── RECORDS SHOWN ──

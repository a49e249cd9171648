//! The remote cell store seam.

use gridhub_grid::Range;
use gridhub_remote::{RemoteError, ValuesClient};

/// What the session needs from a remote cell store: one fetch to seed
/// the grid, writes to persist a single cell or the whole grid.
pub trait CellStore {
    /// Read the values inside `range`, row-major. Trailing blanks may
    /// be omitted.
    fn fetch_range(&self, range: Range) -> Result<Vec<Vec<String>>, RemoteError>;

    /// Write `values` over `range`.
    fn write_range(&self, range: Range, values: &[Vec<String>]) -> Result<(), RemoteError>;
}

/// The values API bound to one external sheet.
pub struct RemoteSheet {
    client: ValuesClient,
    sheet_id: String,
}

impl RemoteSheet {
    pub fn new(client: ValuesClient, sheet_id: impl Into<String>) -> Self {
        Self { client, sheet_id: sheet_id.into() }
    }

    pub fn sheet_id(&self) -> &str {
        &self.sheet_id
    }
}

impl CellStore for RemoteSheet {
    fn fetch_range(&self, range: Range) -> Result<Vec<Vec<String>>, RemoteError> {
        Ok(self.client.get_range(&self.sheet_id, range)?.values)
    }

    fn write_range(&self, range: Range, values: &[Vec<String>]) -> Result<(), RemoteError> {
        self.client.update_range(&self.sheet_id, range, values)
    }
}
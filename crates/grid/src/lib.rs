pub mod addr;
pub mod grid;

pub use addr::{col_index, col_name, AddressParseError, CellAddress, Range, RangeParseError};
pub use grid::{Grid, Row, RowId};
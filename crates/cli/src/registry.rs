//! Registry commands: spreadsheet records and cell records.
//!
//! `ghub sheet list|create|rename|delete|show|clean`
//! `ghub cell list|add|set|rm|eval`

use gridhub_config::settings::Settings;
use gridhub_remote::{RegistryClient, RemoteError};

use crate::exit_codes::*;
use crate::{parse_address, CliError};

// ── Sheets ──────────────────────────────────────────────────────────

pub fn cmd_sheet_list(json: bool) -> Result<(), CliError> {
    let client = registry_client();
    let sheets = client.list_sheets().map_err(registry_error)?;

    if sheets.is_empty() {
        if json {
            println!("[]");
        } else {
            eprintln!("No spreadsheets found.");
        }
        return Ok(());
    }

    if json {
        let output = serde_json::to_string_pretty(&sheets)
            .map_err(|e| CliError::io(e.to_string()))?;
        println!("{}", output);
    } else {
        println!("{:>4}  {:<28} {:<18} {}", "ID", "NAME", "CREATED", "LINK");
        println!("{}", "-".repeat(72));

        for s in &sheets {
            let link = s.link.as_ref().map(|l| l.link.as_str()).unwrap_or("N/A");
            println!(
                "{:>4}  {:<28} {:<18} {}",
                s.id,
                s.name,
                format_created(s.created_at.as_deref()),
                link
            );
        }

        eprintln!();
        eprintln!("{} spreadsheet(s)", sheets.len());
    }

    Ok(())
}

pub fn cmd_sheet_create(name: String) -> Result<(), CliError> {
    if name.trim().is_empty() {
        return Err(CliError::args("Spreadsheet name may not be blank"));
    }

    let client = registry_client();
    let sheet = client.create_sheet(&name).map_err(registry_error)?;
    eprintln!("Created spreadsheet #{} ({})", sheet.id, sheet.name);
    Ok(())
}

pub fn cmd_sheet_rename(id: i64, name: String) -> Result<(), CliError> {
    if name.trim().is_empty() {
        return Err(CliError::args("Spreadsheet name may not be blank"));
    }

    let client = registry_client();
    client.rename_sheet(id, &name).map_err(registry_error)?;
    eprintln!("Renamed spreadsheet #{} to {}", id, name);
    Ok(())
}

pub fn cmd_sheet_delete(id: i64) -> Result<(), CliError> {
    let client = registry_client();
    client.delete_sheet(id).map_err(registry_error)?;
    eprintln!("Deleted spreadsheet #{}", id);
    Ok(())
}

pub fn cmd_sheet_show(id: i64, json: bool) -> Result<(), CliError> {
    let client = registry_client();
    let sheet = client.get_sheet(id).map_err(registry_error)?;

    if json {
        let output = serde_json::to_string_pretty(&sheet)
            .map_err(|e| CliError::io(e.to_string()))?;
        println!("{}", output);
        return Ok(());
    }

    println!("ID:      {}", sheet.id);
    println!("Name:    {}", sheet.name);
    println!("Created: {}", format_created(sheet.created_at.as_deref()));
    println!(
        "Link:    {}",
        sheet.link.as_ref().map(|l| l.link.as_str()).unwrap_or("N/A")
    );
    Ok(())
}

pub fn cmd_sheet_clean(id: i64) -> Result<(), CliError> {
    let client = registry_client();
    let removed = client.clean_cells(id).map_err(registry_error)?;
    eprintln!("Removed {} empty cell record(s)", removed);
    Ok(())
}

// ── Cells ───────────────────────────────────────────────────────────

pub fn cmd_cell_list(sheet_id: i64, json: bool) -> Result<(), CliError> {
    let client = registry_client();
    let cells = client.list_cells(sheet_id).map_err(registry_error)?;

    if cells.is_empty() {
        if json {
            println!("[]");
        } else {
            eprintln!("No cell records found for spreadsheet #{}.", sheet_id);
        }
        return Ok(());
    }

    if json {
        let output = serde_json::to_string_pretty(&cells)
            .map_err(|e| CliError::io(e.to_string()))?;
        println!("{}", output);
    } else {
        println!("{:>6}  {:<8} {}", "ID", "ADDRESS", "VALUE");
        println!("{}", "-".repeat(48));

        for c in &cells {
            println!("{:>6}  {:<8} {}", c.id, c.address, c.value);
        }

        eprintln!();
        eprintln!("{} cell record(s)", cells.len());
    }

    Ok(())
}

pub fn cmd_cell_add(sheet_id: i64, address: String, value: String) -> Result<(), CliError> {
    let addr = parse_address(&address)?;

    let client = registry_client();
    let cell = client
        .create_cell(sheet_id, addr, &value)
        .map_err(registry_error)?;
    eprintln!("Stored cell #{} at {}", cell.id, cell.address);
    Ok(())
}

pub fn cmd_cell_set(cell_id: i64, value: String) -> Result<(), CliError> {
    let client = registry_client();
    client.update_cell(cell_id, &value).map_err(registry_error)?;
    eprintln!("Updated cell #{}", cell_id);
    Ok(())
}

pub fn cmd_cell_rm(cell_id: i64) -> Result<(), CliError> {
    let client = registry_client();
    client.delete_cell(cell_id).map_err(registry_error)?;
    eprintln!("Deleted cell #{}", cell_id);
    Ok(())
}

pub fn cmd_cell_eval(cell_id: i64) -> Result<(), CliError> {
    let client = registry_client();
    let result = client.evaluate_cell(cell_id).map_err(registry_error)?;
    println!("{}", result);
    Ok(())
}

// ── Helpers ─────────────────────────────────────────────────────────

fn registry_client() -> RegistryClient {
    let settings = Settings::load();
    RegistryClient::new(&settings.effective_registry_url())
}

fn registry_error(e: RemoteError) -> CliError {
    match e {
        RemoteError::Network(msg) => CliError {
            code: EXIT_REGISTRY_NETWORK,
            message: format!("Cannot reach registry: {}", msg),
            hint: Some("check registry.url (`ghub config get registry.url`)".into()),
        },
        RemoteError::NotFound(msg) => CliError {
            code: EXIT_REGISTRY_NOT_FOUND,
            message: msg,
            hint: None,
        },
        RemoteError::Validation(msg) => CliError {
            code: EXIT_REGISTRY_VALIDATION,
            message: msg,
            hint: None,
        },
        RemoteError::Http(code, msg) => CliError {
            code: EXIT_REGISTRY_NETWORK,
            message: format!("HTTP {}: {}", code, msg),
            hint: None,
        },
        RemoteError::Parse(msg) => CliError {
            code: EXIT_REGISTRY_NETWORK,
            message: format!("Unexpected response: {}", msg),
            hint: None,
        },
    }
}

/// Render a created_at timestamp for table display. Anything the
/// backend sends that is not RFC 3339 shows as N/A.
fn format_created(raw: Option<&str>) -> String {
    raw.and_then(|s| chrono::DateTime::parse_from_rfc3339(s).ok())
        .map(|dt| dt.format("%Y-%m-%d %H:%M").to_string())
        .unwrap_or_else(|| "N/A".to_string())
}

───

Start at the first line of the material and transcribe each line exactly, stopping once the line containing "pub trait CellStore" has been written.

**ANSWER SPACE:**
repository a49e249cd9171648
//! The remote cell store seam.

use gridhub_grid::Range;
use gridhub_remote::{RemoteError, ValuesClient};

/// What the session needs from a remote cell store: one fetch to seed
/// the grid, writes to persist a single cell or the whole grid.
pub trait CellStore {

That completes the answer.